** Exercise prompt **
Find every line below with the word "generation" in it, and copy each one.

** Saved data entries **
####

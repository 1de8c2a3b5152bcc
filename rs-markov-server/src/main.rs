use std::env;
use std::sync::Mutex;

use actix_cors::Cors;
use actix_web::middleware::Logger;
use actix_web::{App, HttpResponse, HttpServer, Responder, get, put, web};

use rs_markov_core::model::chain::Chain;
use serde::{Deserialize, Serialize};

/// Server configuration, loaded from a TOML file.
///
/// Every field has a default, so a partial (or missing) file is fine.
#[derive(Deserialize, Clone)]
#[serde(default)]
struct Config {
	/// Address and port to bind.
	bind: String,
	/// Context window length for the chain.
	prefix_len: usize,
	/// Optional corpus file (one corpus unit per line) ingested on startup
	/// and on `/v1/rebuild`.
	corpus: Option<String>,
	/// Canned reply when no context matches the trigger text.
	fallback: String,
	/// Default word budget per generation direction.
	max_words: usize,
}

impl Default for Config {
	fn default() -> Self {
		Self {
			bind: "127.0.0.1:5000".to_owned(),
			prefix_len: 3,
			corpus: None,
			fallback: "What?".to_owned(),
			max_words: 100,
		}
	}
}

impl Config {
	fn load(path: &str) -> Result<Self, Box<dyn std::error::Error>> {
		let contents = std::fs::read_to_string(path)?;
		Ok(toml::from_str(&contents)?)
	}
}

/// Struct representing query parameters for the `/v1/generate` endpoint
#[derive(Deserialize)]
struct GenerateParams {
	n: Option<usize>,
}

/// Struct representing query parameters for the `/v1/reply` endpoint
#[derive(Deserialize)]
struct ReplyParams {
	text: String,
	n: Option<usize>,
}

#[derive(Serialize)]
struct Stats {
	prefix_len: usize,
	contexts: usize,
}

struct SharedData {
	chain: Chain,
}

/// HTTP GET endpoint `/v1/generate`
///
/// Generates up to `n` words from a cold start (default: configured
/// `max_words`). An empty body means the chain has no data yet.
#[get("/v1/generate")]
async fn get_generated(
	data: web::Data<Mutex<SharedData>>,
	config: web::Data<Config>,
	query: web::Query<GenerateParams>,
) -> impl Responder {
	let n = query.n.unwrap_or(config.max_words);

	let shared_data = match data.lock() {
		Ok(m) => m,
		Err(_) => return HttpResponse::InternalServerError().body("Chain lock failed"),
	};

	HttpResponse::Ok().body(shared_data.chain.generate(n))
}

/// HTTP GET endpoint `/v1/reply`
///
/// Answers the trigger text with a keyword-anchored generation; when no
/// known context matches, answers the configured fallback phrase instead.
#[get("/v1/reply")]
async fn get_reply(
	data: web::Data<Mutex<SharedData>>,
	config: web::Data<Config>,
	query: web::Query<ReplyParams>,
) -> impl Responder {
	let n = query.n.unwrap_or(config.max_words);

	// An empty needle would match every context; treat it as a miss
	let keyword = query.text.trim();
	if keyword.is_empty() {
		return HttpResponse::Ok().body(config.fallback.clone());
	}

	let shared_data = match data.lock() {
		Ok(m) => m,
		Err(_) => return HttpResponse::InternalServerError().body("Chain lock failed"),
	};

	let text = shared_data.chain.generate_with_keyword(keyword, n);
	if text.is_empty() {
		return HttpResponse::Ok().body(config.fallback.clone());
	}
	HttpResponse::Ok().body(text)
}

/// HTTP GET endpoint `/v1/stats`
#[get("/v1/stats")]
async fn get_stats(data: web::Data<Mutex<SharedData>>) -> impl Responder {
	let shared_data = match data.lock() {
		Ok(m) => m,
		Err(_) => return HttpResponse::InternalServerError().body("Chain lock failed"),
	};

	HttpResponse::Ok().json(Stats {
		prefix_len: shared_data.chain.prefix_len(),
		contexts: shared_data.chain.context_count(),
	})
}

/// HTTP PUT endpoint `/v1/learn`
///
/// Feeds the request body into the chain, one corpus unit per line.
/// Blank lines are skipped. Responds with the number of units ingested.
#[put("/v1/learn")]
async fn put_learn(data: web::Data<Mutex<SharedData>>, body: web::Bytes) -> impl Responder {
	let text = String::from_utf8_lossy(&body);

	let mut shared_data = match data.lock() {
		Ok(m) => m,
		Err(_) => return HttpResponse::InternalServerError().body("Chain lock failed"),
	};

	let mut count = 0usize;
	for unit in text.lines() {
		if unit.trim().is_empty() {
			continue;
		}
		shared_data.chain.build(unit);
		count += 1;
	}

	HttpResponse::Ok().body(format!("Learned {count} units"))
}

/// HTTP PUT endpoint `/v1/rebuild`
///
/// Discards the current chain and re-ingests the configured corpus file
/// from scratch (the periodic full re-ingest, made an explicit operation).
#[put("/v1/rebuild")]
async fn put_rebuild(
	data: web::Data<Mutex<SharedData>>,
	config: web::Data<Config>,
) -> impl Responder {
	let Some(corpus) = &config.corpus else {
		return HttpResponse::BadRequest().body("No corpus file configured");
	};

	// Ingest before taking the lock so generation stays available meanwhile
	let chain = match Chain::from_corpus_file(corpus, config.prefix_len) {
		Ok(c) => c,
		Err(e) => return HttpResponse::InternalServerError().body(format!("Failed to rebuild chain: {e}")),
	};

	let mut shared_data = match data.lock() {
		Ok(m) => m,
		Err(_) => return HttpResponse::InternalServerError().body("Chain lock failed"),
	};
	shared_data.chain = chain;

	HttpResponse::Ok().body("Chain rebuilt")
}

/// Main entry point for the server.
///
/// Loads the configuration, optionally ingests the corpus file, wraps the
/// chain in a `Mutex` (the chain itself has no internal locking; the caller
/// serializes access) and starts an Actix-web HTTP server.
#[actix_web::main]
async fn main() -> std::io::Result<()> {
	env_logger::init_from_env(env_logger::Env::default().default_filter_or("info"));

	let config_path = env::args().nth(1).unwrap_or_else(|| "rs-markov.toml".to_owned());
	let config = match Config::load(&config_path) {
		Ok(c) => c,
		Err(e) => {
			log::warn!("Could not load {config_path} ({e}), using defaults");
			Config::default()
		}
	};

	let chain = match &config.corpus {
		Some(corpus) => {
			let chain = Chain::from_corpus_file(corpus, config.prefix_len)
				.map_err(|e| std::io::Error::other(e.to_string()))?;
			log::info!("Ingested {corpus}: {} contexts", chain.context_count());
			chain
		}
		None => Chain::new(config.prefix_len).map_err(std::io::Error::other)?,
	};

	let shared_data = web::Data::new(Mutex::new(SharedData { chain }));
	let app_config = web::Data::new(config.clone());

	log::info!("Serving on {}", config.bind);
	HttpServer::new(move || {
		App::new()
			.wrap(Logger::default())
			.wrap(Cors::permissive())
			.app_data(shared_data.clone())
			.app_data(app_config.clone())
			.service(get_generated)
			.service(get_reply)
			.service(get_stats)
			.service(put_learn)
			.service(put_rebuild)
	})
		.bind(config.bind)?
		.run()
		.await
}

####

** Solution for this problem **
	/// Default word budget per generation direction.
/// Answers the trigger text with a keyword-anchored generation; when no
	// Ingest before taking the lock so generation stays available meanwhile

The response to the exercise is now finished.